Rawat, who during his earlier stints here met Zhang, said she was one of the greatest teachers of Indian classical dances in China.
“I always wondered what attracted her towards Indian dance forms as the attraction was very deep, almost like soul touching. To us it appeared that probably in her earlier birth she was born in India and carried that bond to this birth in China.
“Her devotion to Indian art forms was complete. The energy radiated out of that devotion attracted many students even during a phase when our bilateral relations were undergoing some turbulence,” Rawat said.

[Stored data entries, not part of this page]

// Deterministic auto-pick for the user's own team.

use std::collections::HashMap;

use super::{
    apply_roster_adjustments, average_ranks, compare_scored, AutoPickConfig, CpuPolicyConfig,
    ScoredPlayer,
};
use crate::draft::roster::TeamRoster;
use crate::draft::state::DraftState;
use crate::player::PlayerId;

/// Same shape as the CPU policy with a VONA rank column added, and no
/// sampling: identical inputs always produce the same pick.
#[derive(Debug, Clone)]
pub struct AutoPickPolicy {
    weights: AutoPickConfig,
    adjustments: CpuPolicyConfig,
}

impl AutoPickPolicy {
    pub fn new(weights: AutoPickConfig, adjustments: CpuPolicyConfig) -> Self {
        AutoPickPolicy {
            weights,
            adjustments,
        }
    }

    /// Every available player scored, best first. Players without a VONA
    /// estimate rank as zero VONA.
    pub fn rank(
        &self,
        state: &DraftState,
        roster: &TeamRoster,
        vona: &HashMap<PlayerId, f64>,
    ) -> Vec<ScoredPlayer> {
        let ids = state.available_ids();
        if ids.is_empty() {
            return Vec::new();
        }

        let vonas: Vec<f64> = ids
            .iter()
            .map(|id| vona.get(id).copied().unwrap_or(0.0))
            .collect();
        let vorps: Vec<f64> = ids.iter().map(|&id| state.vorp(id)).collect();
        let adps: Vec<f64> = ids
            .iter()
            .map(|&id| state.adp(id).unwrap_or(self.adjustments.missing_adp))
            .collect();

        let vona_ranks = average_ranks(&vonas, true);
        let vorp_ranks = average_ranks(&vorps, true);
        let adp_ranks = average_ranks(&adps, false);

        let mut scored: Vec<ScoredPlayer> = ids
            .iter()
            .enumerate()
            .map(|(i, &id)| ScoredPlayer {
                id,
                score: self.weights.vona_weight * vona_ranks[i]
                    + self.weights.vorp_weight * vorp_ranks[i]
                    + self.weights.adp_weight * adp_ranks[i],
                adp: adps[i],
            })
            .collect();

        apply_roster_adjustments(&mut scored, state, roster, &self.adjustments);
        scored.sort_by(compare_scored);
        scored
    }

    pub fn choose_pick(
        &self,
        state: &DraftState,
        roster: &TeamRoster,
        vona: &HashMap<PlayerId, f64>,
    ) -> Option<PlayerId> {
        self.rank(state, roster, vona).first().map(|s| s.id)
    }
}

It would be correct to say Madam Zhang Jun became a movement unto herself, he said.
“As a teacher, she inspired many young Chinese and we have seen the result of her inspiration in dances presented today through one of her most celebrated disciples, Jin Shan Shan.
“Her devotion to Indian art forms is so complete that even during her battle against cancer, she kept returning to teaching her students. She even asked to be cremated with an anklet,” Rawat said.
Among those who inherited her mantle, Jin Shan Shan, who was trained with Zhang from the age of 12 and grew up to be China’s most celebrated Indian classical dancer, especially Bharatanatyam.
Jin joined the Peking University’s Hindi department on the advice of Zhang and later went to study in Jawaharlal Nehru University in Delhi where she was groomed by India’s most famous Bharatanatyam dancer Leela Samson.
A regular performer at the Indian Embassy events, Jin runs her own school of Bharatanatyam where she has trained over 100 dancers.
Groomed by Jin, her daughter Jessica Wu, Chinese name Wujing Xi, has already emerged as star dancer of Bharatanatyam, captivating the audiences in China.
“I made the Arangetram (first formal performance of Bharatanatyam dancer) in 1999 while I was pregnant. She was born with dance in her blood,” Jin told PTI, narrating her passion for Indian dance forms.
“Both countries are ancient civilisations. We have many Indian students who got to learn the Indian art form. If Indians can also learn our classical and traditional art forms, we can understand each other better,” she said.
The cultural event took place amidst the chill in bilateral ties over the two-year military standoff in eastern Ladakh.